• _What you are asked to do_
Wherever the string "their" shows up in the records below, return that line.

• _Data provided_
- Opening Delimiter -

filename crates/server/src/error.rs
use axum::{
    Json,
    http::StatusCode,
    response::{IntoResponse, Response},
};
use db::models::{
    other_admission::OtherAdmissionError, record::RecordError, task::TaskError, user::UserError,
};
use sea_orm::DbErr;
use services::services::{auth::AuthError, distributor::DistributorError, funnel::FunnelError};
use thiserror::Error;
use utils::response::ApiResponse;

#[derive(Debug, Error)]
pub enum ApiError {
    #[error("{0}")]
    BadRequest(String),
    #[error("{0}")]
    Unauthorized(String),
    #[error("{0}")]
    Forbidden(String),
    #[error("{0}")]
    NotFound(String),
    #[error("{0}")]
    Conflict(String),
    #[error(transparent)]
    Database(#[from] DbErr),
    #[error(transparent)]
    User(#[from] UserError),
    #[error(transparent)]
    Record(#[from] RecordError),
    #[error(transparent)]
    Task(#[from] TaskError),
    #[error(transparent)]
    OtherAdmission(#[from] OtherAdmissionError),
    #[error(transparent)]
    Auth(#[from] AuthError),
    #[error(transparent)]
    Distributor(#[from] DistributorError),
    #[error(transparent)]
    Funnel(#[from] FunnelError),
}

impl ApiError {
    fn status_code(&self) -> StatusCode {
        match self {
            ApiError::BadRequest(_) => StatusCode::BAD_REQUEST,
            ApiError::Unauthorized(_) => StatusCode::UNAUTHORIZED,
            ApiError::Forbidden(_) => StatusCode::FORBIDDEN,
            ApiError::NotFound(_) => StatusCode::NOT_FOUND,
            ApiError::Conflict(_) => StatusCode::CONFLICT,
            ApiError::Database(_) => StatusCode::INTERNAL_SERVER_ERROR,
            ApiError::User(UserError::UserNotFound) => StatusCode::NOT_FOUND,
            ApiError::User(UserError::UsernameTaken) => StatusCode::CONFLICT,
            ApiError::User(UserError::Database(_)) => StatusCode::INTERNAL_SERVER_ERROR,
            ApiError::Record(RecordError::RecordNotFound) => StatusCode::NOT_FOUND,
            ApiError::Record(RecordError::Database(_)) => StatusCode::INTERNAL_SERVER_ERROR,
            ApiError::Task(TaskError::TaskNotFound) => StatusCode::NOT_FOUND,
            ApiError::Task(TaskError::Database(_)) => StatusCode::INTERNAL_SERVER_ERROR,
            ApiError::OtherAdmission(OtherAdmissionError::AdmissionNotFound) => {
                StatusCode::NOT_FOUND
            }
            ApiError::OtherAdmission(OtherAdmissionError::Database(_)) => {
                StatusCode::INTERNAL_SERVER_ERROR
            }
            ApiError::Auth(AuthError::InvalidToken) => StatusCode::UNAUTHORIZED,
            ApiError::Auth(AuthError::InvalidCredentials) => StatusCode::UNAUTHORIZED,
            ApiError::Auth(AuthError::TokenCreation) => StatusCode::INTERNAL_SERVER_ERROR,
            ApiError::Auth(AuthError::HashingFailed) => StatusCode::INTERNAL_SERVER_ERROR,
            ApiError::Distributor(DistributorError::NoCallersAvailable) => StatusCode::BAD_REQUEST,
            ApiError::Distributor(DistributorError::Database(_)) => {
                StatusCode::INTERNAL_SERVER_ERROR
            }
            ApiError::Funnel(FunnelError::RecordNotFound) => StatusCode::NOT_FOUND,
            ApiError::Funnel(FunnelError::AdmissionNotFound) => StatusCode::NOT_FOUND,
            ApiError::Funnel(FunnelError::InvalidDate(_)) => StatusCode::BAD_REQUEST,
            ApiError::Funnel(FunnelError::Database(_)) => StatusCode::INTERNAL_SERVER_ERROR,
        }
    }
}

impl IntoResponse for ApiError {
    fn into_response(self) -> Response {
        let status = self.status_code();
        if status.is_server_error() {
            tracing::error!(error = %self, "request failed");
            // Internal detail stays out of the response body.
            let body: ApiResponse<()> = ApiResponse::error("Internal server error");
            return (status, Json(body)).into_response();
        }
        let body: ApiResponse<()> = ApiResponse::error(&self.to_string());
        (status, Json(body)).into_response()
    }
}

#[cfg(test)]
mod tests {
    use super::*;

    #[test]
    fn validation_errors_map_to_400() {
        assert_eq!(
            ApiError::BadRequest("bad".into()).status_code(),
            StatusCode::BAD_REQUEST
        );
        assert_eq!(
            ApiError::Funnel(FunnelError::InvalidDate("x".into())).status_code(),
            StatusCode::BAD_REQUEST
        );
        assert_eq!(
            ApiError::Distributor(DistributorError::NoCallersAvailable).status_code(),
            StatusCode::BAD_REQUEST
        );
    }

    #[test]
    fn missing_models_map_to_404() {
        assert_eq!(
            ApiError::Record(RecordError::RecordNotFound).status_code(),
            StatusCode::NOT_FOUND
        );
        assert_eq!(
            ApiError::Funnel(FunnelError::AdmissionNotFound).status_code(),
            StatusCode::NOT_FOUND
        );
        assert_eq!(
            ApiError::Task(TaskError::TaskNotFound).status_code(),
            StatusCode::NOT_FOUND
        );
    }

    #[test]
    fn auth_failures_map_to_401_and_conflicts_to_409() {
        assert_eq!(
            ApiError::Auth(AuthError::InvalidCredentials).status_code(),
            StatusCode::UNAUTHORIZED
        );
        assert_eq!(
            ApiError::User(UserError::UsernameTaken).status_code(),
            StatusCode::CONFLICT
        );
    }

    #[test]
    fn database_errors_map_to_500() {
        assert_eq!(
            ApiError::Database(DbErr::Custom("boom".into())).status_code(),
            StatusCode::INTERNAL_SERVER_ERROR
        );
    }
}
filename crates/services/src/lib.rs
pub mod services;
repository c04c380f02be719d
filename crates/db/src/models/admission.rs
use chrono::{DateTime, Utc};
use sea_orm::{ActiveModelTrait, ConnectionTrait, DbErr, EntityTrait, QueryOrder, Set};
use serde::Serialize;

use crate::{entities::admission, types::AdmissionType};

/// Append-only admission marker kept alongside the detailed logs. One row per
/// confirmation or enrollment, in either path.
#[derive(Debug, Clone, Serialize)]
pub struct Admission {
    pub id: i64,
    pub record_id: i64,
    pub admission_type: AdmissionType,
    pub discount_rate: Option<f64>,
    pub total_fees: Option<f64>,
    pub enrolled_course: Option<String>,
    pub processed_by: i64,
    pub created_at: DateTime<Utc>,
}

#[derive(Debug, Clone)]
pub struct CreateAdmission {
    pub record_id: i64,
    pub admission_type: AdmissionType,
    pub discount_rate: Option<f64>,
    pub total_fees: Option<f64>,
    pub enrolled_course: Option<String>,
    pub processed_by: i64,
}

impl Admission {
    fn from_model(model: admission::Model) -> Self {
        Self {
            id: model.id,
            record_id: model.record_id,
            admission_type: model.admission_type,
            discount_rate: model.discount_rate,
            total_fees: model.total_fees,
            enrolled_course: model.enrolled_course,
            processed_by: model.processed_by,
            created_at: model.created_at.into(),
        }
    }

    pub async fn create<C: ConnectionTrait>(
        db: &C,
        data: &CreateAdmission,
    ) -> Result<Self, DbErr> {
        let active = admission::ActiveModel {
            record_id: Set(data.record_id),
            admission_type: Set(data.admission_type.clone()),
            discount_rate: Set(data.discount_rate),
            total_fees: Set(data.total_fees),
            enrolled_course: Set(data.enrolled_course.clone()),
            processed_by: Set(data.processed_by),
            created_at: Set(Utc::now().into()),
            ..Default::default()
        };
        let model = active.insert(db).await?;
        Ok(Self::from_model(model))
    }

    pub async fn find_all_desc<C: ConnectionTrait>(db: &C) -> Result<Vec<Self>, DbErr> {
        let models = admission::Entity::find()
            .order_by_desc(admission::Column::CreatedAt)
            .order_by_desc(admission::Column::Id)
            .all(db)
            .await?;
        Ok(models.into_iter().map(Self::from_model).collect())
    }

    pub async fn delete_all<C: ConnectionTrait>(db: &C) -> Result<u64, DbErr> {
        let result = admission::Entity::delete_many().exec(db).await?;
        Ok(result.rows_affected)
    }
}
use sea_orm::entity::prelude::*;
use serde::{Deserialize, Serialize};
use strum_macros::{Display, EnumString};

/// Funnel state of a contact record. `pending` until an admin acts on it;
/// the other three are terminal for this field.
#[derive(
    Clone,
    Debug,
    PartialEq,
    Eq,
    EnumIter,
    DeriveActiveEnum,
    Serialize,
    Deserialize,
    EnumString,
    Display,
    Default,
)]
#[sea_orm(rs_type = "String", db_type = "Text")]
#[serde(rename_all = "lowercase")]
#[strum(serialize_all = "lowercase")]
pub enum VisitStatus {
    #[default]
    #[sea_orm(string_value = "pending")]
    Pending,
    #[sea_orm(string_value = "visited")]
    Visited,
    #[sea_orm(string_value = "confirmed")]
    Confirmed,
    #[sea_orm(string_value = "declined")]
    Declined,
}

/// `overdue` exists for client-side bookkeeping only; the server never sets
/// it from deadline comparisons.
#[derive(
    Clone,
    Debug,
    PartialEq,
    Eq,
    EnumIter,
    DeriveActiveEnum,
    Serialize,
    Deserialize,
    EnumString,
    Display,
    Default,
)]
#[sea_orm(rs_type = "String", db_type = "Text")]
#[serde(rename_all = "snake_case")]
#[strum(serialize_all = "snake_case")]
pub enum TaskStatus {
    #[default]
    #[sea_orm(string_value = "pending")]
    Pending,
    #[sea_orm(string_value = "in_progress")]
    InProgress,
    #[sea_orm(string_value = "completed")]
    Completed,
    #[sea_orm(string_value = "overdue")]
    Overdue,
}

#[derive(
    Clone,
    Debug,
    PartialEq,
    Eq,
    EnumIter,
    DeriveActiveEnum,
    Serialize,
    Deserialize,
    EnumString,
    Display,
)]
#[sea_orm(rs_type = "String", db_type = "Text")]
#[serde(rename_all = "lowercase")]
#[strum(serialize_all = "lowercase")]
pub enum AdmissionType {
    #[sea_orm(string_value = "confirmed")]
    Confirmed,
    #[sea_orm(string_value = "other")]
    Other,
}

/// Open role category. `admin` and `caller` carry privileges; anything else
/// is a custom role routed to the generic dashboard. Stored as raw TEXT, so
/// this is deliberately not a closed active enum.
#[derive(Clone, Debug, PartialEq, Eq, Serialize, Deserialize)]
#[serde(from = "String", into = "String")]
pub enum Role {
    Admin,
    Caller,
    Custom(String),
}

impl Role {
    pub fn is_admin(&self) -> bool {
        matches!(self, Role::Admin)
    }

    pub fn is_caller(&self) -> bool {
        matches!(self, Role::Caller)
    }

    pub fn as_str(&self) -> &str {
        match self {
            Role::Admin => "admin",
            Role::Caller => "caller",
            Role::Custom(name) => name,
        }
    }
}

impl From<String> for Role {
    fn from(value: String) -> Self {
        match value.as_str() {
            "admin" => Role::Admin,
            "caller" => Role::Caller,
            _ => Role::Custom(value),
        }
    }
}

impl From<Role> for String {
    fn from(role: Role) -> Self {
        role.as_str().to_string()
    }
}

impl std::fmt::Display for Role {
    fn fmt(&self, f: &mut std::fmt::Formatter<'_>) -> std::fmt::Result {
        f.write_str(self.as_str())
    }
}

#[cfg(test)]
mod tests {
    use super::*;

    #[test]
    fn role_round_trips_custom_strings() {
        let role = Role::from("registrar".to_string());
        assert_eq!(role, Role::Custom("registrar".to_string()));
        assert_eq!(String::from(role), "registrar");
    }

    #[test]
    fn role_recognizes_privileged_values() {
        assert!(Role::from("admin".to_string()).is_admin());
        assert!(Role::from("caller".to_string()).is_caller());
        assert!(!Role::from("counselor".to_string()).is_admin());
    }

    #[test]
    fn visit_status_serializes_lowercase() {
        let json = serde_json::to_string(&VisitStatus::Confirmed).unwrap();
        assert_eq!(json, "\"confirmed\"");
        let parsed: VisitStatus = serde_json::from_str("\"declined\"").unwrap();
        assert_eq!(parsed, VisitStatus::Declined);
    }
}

- Closing Delimiter -
- Opening Delimiter -

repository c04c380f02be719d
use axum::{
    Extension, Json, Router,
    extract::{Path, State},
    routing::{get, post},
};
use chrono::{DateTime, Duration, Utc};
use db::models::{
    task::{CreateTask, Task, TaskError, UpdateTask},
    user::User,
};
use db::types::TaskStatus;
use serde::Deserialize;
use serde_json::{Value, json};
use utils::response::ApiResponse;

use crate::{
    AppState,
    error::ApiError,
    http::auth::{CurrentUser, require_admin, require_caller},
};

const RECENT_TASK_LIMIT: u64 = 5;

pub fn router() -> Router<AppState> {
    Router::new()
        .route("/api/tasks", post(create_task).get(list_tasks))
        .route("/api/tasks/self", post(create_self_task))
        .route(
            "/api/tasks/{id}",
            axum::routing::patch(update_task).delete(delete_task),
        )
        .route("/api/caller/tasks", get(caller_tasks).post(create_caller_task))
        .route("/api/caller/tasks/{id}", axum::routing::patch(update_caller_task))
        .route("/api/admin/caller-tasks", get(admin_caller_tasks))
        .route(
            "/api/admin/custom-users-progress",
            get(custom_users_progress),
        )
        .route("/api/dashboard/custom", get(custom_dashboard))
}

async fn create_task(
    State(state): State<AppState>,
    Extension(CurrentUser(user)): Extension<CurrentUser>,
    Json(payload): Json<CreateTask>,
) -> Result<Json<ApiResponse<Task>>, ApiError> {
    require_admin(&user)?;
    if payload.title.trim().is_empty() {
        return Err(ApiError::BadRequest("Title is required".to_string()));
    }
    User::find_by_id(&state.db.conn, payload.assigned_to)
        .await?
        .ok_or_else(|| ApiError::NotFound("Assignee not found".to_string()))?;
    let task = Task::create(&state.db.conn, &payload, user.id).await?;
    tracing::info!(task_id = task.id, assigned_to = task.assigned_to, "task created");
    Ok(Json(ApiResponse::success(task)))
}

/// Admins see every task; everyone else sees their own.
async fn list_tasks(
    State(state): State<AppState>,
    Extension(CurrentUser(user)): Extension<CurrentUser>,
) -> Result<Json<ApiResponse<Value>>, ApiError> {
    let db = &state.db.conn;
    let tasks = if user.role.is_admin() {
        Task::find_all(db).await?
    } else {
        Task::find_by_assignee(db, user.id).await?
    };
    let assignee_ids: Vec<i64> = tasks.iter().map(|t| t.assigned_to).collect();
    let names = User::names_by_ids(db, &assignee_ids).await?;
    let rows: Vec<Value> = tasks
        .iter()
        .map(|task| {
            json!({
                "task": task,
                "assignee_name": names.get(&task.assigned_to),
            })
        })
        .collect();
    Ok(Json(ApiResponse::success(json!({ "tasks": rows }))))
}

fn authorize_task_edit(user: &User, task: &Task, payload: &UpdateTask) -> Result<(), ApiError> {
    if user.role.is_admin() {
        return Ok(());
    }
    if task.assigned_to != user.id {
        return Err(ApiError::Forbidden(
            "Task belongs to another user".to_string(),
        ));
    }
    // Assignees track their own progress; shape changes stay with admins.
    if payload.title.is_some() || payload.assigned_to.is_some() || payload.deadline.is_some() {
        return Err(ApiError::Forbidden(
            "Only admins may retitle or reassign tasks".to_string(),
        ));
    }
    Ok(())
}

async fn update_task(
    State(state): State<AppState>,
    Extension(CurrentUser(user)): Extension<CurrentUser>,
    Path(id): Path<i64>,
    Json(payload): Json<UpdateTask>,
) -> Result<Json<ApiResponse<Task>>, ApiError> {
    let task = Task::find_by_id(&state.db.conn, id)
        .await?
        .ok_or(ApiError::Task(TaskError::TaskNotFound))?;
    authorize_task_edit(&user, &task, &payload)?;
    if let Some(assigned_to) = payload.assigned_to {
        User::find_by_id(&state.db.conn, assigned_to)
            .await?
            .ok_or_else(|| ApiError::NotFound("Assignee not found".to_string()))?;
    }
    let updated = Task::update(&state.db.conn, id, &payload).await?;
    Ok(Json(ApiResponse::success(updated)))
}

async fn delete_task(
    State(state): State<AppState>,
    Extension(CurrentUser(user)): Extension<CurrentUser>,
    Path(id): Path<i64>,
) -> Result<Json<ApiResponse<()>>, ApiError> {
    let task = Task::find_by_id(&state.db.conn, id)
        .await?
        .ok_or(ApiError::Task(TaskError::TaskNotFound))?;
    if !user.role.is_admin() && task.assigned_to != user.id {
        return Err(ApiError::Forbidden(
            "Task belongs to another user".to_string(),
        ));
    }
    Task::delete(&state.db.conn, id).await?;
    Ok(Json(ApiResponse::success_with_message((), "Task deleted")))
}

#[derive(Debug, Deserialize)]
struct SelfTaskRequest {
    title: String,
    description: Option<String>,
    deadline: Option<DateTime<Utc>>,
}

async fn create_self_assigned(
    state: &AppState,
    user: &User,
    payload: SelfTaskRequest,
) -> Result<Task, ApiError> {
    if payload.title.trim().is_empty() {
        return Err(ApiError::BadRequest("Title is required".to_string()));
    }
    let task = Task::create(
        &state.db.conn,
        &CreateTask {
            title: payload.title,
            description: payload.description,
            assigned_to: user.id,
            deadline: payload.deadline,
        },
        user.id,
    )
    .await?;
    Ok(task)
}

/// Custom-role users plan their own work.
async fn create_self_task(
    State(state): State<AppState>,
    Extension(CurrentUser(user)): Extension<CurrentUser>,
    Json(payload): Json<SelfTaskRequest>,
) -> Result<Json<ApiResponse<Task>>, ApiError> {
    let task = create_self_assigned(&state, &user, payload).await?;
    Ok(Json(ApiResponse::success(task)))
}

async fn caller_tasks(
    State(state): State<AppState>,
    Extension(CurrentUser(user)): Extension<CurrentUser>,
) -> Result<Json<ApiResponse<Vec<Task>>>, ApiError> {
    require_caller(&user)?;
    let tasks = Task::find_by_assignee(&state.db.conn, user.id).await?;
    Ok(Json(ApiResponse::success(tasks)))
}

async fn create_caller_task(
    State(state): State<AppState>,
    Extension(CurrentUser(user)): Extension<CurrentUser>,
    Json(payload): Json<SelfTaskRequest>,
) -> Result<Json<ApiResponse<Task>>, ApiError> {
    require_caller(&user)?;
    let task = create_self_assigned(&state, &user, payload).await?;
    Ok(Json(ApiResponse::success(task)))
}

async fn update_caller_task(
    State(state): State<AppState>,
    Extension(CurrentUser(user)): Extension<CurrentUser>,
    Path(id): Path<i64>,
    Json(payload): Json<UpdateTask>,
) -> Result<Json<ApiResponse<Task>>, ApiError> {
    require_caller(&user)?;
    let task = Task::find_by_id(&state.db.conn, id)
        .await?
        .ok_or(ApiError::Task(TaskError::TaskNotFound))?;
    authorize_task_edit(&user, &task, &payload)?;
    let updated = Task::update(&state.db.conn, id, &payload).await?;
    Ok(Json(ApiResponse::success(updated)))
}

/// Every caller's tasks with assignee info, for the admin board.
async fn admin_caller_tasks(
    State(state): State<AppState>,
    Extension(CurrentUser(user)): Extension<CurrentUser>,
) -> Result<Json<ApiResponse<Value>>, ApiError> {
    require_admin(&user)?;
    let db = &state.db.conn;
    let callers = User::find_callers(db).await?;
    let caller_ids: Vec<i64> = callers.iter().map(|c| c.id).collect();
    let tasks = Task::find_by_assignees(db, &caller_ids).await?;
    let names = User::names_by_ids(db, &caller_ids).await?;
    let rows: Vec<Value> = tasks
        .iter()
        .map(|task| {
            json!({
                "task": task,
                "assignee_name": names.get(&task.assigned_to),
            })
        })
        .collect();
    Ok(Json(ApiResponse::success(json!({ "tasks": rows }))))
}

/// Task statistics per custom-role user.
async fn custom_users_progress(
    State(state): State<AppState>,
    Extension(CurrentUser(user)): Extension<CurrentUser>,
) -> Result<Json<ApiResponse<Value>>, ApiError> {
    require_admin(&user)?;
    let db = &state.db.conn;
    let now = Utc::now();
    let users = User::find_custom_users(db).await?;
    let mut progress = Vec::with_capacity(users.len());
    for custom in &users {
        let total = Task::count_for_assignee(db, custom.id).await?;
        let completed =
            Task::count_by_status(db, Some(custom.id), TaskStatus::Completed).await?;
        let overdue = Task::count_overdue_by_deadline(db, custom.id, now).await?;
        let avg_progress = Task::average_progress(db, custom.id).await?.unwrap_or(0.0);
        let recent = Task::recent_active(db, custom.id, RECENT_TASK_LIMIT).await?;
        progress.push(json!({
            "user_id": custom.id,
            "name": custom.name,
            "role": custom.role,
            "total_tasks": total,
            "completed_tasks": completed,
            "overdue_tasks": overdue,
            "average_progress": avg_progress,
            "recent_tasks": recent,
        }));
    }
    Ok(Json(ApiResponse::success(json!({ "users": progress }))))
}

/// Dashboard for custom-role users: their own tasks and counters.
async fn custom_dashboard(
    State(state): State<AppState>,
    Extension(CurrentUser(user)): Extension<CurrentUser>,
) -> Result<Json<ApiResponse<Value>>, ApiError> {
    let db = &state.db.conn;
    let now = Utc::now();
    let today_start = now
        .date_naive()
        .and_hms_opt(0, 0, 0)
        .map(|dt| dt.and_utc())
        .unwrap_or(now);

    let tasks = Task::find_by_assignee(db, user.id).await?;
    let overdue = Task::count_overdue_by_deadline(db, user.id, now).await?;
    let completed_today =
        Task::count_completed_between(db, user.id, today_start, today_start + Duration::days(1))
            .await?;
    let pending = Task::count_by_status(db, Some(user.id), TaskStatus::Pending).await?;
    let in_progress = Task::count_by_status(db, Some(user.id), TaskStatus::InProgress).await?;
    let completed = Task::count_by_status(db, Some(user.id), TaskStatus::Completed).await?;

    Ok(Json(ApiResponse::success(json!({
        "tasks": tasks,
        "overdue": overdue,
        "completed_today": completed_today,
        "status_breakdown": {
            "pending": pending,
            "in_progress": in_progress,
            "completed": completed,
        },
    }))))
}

- Closing Delimiter -

• _Answer for the task_
/// Admins see every task; everyone else sees their own.
    // Assignees track their own progress; shape changes stay with admins.
/// Custom-role users plan their own work.
/// Dashboard for custom-role users: their own tasks and counters.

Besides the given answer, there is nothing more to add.